Introduction
Market context: NZ system sizes have doubled in a decade while household consumption has drifted down.
As of end-January 2026, 855 MW of distributed solar is installed in New Zealand, with the rate of installation now at approximately 9 MW per month across ~75,000 solar homes and ~14,700 battery homes. The average new residential system reached 7.9 kWp in January 2026, more than doubling from 3.4 kW in 2016. At the same time, the average NZ household uses ~7,000–8,000 kWh/yr.
A 7.9 kWp system in Auckland will generate roughly 11,000 kWh/yr. On a pure annual-energy basis, the average installed system therefore produces about 56% more energy than the average home uses. That headline figure overstates real-world over-specification because systems are not sized purely to annual energy; they are sized to hit customer outcomes such as evening self-sufficiency and resilience, which depend on when load occurs, not just how much. Correctly accounting for that, this paper finds a defensible oversizing of ~17% on solar and ~31% on battery, translating to ~NZ$9,000 in avoidable upfront cost per household.

Drivers of oversizing
Four structural factors biasing NZ installer quotes toward larger systems.

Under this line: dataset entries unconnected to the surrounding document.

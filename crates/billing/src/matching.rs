//! App-user id candidates and product id matching
//!
//! Product ids reach us in two spellings: storefront ids (`com.example.credits_100`)
//! and provider package keys (`$rc_credits_100`). Matching runs an exact pass first
//! and only falls back to comparing suffix keys when nothing matched exactly.

use creditline_shared::CreditPackage;

/// Ordered, de-duplicated list of app-user ids to try against the provider
///
/// Blank entries are skipped and surrounding whitespace is trimmed.
#[derive(Debug, Clone, Default, PartialEq, Eq)]
pub struct AppUserCandidates(Vec<String>);

impl AppUserCandidates {
    pub fn new() -> Self {
        Self::default()
    }

    /// Append `id` unless it is blank or already present
    pub fn push(&mut self, id: &str) -> &mut Self {
        let id = id.trim();
        if !id.is_empty() && !self.0.iter().any(|existing| existing == id) {
            self.0.push(id.to_string());
        }
        self
    }

    pub fn push_opt(&mut self, id: Option<&str>) -> &mut Self {
        if let Some(id) = id {
            self.push(id);
        }
        self
    }

    pub fn iter(&self) -> impl Iterator<Item = &str> {
        self.0.iter().map(String::as_str)
    }

    pub fn first(&self) -> Option<&str> {
        self.0.first().map(String::as_str)
    }

    pub fn is_empty(&self) -> bool {
        self.0.is_empty()
    }

    pub fn to_vec(&self) -> Vec<String> {
        self.0.clone()
    }
}

impl<'a> FromIterator<&'a str> for AppUserCandidates {
    fn from_iter<I: IntoIterator<Item = &'a str>>(iter: I) -> Self {
        let mut candidates = Self::new();
        for id in iter {
            candidates.push(id);
        }
        candidates
    }
}

impl std::fmt::Display for AppUserCandidates {
    fn fmt(&self, f: &mut std::fmt::Formatter<'_>) -> std::fmt::Result {
        write!(f, "{}", self.0.join(", "))
    }
}

/// How well two product ids matched
#[derive(Debug, Clone, Copy, PartialEq, Eq, PartialOrd, Ord)]
pub enum MatchRank {
    Exact,
    Suffix,
}

/// Segment after the last `.`, with a leading `$rc_` removed
///
/// `com.example.credits_100` and `$rc_credits_100` both reduce to `credits_100`.
pub fn product_suffix_key(product_id: &str) -> &str {
    let tail = product_id
        .rsplit_once('.')
        .map(|(_, tail)| tail)
        .unwrap_or(product_id);
    tail.strip_prefix("$rc_").unwrap_or(tail)
}

/// Rank the match between two product ids, `None` when they are unrelated
pub fn match_rank(a: &str, b: &str) -> Option<MatchRank> {
    let (a, b) = (a.trim(), b.trim());
    if a.is_empty() || b.is_empty() {
        return None;
    }
    if a == b {
        return Some(MatchRank::Exact);
    }
    let (ka, kb) = (product_suffix_key(a), product_suffix_key(b));
    if !ka.is_empty() && ka == kb {
        return Some(MatchRank::Suffix);
    }
    None
}

/// Best rank between `product_id` and any of `keys`
fn best_rank<'k>(product_id: &str, keys: impl Iterator<Item = &'k str>) -> Option<MatchRank> {
    keys.filter_map(|key| match_rank(product_id, key)).min()
}

/// Find the catalog package for the first product id that maps
///
/// Each requested id is tried in order. For one id, an exact match on any package
/// wins over a suffix match; among suffix matches the first package in catalog
/// order wins.
pub fn find_package<'p>(packages: &'p [CreditPackage], product_ids: &[&str]) -> Option<&'p CreditPackage> {
    product_ids.iter().find_map(|product_id| {
        packages
            .iter()
            .filter_map(|pkg| best_rank(product_id, pkg.product_keys()).map(|rank| (rank, pkg)))
            .min_by_key(|(rank, _)| *rank)
            .map(|(_, pkg)| pkg)
    })
}

/// Pick items matching `product_id`, preferring the exact pass when it is non-empty
pub fn two_pass_filter<'a, T>(items: &'a [T], product_id: &str, key: impl Fn(&T) -> &str) -> Vec<&'a T> {
    let exact: Vec<&T> = items
        .iter()
        .filter(|item| match_rank(product_id, key(item)) == Some(MatchRank::Exact))
        .collect();
    if !exact.is_empty() {
        return exact;
    }
    items
        .iter()
        .filter(|item| match_rank(product_id, key(item)) == Some(MatchRank::Suffix))
        .collect()
}

#[cfg(test)]
mod tests {
    use super::*;
    use creditline_shared::PackageType;
    use uuid::Uuid;

    fn package(name: &str, product: Option<&str>, package_id: Option<&str>) -> CreditPackage {
        CreditPackage {
            id: Uuid::new_v4(),
            name: name.to_string(),
            credits: 100,
            bonus_percentage: None,
            price_cents: 499,
            provider_product_id: product.map(str::to_string),
            provider_package_id: package_id.map(str::to_string),
            package_type: PackageType::OneTime,
        }
    }

    #[test]
    fn test_candidates_dedupe_and_skip_blank() {
        let mut candidates = AppUserCandidates::new();
        candidates
            .push(" rc_user ")
            .push("")
            .push_opt(None)
            .push("rc_user")
            .push("internal");
        assert_eq!(candidates.to_vec(), vec!["rc_user", "internal"]);
        assert_eq!(candidates.first(), Some("rc_user"));
        assert_eq!(candidates.to_string(), "rc_user, internal");
    }

    #[test]
    fn test_candidates_from_iter_keeps_order() {
        let candidates: AppUserCandidates = ["b", "a", "b", "  "].into_iter().collect();
        assert_eq!(candidates.to_vec(), vec!["b", "a"]);
    }

    #[test]
    fn test_suffix_key() {
        assert_eq!(product_suffix_key("com.example.credits_100"), "credits_100");
        assert_eq!(product_suffix_key("$rc_credits_100"), "credits_100");
        assert_eq!(product_suffix_key("credits_100"), "credits_100");
        assert_eq!(product_suffix_key("com.example."), "");
    }

    #[test]
    fn test_match_rank() {
        assert_eq!(match_rank("a.b.c", "a.b.c"), Some(MatchRank::Exact));
        assert_eq!(
            match_rank("$rc_credits_100", "com.example.credits_100"),
            Some(MatchRank::Suffix)
        );
        assert_eq!(match_rank("com.example.credits_100", "com.example.credits_500"), None);
        assert_eq!(match_rank("", ""), None);
        assert_eq!(match_rank("com.a.", "com.b."), None);
    }

    #[test]
    fn test_find_package_prefers_exact() {
        let packages = vec![
            package("Fuzzy", Some("com.other.credits_100"), None),
            package("Exact", Some("com.example.credits_100"), None),
        ];
        let found = find_package(&packages, &["com.example.credits_100"]).unwrap();
        assert_eq!(found.name, "Exact");
    }

    #[test]
    fn test_find_package_by_package_key() {
        let packages = vec![package("Hundred", Some("com.example.credits_100"), Some("$rc_credits_100"))];
        assert_eq!(find_package(&packages, &["$rc_credits_100"]).unwrap().name, "Hundred");

        let packages = vec![package("Hundred", Some("com.example.credits_100"), None)];
        assert_eq!(find_package(&packages, &["$rc_credits_100"]).unwrap().name, "Hundred");
    }

    #[test]
    fn test_find_package_tries_ids_in_order() {
        let packages = vec![
            package("Five", Some("com.example.credits_500"), None),
            package("Hundred", Some("com.example.credits_100"), None),
        ];
        let found = find_package(&packages, &["com.example.credits_100", "com.example.credits_500"]).unwrap();
        assert_eq!(found.name, "Hundred");
        assert!(find_package(&packages, &["com.example.credits_999"]).is_none());
    }

    #[test]
    fn test_two_pass_filter() {
        let ids = vec!["com.example.credits_100", "$rc_credits_100", "other"];
        let exact = two_pass_filter(&ids, "$rc_credits_100", |s| *s);
        assert_eq!(exact, vec![&"$rc_credits_100"]);

        let fuzzy = two_pass_filter(&ids, "com.store.credits_100", |s| *s);
        assert_eq!(fuzzy, vec![&"com.example.credits_100", &"$rc_credits_100"]);
    }
}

The first three are structural and cannot be solved by hardware alone. The fourth (the information gap) is what Basis Board data directly addresses.
2.1 The information gap
An NZ installer writing a quote in 2026 typically sees only a customer-supplied monthly kWh figure from an old bill, sometimes supplemented by 30-minute smart-meter data pulled from the retailer. That data stream reveals very little about:
- Per-circuit load composition.How much of the evening peak is EV? How much is the hot-water cylinder? How much is cooking that cannot be shifted? Without this, the installer cannot quantify the home's load-flexibility potential, so they assume none.
- Actual coincidence of high loads.Do the EV, oven, heat pump and hot water actually run at the same time, or does behavioural spreading mean the true coincident peak is far lower than the sum of plate ratings? IEC 60364 and Parker (2011) find residential coincidence factors of 0.35–0.55 for comparable appliance mixes; without direct data, the installer must use the upper end or add safety margin.
- Flexibility headroom.Is the household comfortable delaying hot-water heating by 4 hours? Does the EV sit plugged in for 14 hours overnight, or only 3? Without direct circuit data plus the ability to actually shift loads, these become assumptions the installer cannot underwrite, so they are ignored in the size calculation.
Without visibility, the prudent-installer equilibrium is to size for the worst plausible case, exactly as AS/NZS 3000 electrical demand factors do for cable sizing. That produces a safe installation, and a systematically oversized one.
2.2 Rule-of-thumb sizing amplifies the gap
NZ sizing guidance in widespread use (EECA's Best Practice Guide (2024), SNZ PAS 6014:2025 (draft), the BRANZ PV calculator, and commercial tools like My Solar Quotes) generally defaults to one of: the “50% annual offset” rule; the “cover your highest month” rule; or the “over-panel the inverter by 20%” rule. None of these methods use circuit-level usage data, and none capture the quote-time trade-off between installing capacity and managing load. They are designed to be safe defaults when the installer has no better information, which is exactly what Basis Board data changes.
2.3 Installer commercial incentives (not fixable by hardware)
Residential solar installers globally operate on gross margins of 20–40% with sales commissions typically structured either as a flat percentage of system price (commonly 3–10%) or on a $/kW basis (~US$200/kW sold). Both structures directionally reward larger quotes. The 7.9 kWp 2026 NZ installer average is higher than ~5 kWp even on generous “cover 70% of annual consumption” engineering grounds, and a meaningful fraction of the gap is explained by commission-driven upsizing rather than engineering conservatism.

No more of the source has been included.